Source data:
——————

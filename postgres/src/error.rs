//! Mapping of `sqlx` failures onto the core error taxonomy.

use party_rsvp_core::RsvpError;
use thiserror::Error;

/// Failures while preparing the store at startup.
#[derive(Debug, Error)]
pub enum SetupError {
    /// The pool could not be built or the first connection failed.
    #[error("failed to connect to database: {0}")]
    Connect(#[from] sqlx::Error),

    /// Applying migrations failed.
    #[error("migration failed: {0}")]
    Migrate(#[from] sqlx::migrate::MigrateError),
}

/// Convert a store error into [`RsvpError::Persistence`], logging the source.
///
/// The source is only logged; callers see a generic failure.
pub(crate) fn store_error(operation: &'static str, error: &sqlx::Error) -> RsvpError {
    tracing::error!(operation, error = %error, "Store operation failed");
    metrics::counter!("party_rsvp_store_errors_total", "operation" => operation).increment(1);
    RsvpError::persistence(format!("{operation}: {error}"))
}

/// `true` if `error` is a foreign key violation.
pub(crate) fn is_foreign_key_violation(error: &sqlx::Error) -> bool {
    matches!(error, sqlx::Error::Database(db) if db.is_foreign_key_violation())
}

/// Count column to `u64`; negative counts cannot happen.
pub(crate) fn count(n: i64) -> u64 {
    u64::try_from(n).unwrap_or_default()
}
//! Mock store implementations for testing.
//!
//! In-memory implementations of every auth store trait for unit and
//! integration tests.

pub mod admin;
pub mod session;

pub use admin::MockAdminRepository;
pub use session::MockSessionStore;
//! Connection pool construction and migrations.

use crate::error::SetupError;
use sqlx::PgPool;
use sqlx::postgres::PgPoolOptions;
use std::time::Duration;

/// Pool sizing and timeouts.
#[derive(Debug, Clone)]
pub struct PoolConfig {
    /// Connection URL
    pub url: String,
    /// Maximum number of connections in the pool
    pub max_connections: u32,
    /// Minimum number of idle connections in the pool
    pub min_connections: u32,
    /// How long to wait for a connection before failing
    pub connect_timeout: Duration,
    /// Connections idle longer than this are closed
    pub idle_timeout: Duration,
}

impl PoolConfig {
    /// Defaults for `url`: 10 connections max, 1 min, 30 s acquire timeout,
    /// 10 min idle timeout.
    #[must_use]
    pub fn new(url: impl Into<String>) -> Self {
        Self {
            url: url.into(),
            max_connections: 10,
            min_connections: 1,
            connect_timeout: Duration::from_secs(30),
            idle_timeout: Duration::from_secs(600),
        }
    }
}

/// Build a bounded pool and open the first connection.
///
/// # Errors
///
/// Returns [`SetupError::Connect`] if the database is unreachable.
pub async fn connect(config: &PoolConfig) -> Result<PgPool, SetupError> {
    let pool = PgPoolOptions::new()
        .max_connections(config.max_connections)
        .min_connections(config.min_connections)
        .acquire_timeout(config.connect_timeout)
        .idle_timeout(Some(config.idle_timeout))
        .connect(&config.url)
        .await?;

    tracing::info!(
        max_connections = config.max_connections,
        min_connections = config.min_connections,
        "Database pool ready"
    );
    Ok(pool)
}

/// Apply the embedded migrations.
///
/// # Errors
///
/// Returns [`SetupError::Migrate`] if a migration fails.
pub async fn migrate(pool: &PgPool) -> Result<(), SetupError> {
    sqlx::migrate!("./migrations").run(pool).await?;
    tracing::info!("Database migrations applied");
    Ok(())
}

——————

Work task:
Copy every line from the data that includes the string "PgPoolOptions".

The completed task:
use sqlx::postgres::PgPoolOptions;
    let pool = PgPoolOptions::new()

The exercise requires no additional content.